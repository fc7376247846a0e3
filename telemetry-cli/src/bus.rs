//! SocketCAN frame source

use anyhow::Result;
use telemetry_core::FrameSource;

use crate::config::BusConfig;

/// Open the configured bus interface
#[cfg(target_os = "linux")]
pub fn open(config: &BusConfig) -> Result<Box<dyn FrameSource>> {
    Ok(Box::new(linux::SocketCanSource::open(config)?))
}

#[cfg(not(target_os = "linux"))]
pub fn open(config: &BusConfig) -> Result<Box<dyn FrameSource>> {
    anyhow::bail!(
        "Cannot open {}: SocketCAN is only available on Linux",
        config.interface
    )
}

#[cfg(target_os = "linux")]
mod linux {
    use anyhow::{Context, Result};
    use socketcan::{CanSocket, EmbeddedFrame, Frame, Socket};
    use std::io;
    use std::time::Duration;
    use telemetry_core::types::now_millis;
    use telemetry_core::{CanFrame, FrameSource};

    use crate::config::BusConfig;

    pub struct SocketCanSource {
        socket: CanSocket,
        interface: String,
    }

    impl SocketCanSource {
        pub fn open(config: &BusConfig) -> Result<Self> {
            let socket = CanSocket::open(&config.interface)
                .with_context(|| format!("Failed to open CAN interface {}", config.interface))?;
            socket
                .set_read_timeout(Duration::from_millis(config.read_timeout_ms))
                .with_context(|| format!("Failed to set read timeout on {}", config.interface))?;

            log::info!(
                "Listening on {} (read timeout {} ms)",
                config.interface,
                config.read_timeout_ms
            );
            Ok(Self {
                socket,
                interface: config.interface.clone(),
            })
        }
    }

    impl FrameSource for SocketCanSource {
        fn read_frame(&mut self) -> io::Result<Option<CanFrame>> {
            let frame = match self.socket.read_frame() {
                Ok(frame) => frame,
                Err(e) if is_timeout(&e) => return Ok(None),
                Err(e) => return Err(e),
            };

            if frame.is_error_frame() {
                log::debug!("Error frame on {}: 0x{:X}", self.interface, frame.raw_id());
                return Ok(None);
            }
            if frame.is_remote_frame() {
                log::trace!("Remote frame 0x{:X} ignored", frame.raw_id());
                return Ok(None);
            }

            let timestamp_ms = now_millis().max(0) as u64;
            Ok(Some(CanFrame::new(frame.raw_id(), timestamp_ms, frame.data())))
        }

        fn describe(&self) -> String {
            format!("SocketCAN {}", self.interface)
        }
    }

    /// A read timeout surfaces as either kind depending on the kernel
    fn is_timeout(e: &io::Error) -> bool {
        matches!(e.kind(), io::ErrorKind::WouldBlock | io::ErrorKind::TimedOut)
    }
}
- - -
→ **Directions**
A bare number is the whole answer: the tally of lines in the listing above that include "CanFrame".

→ **Response box**
3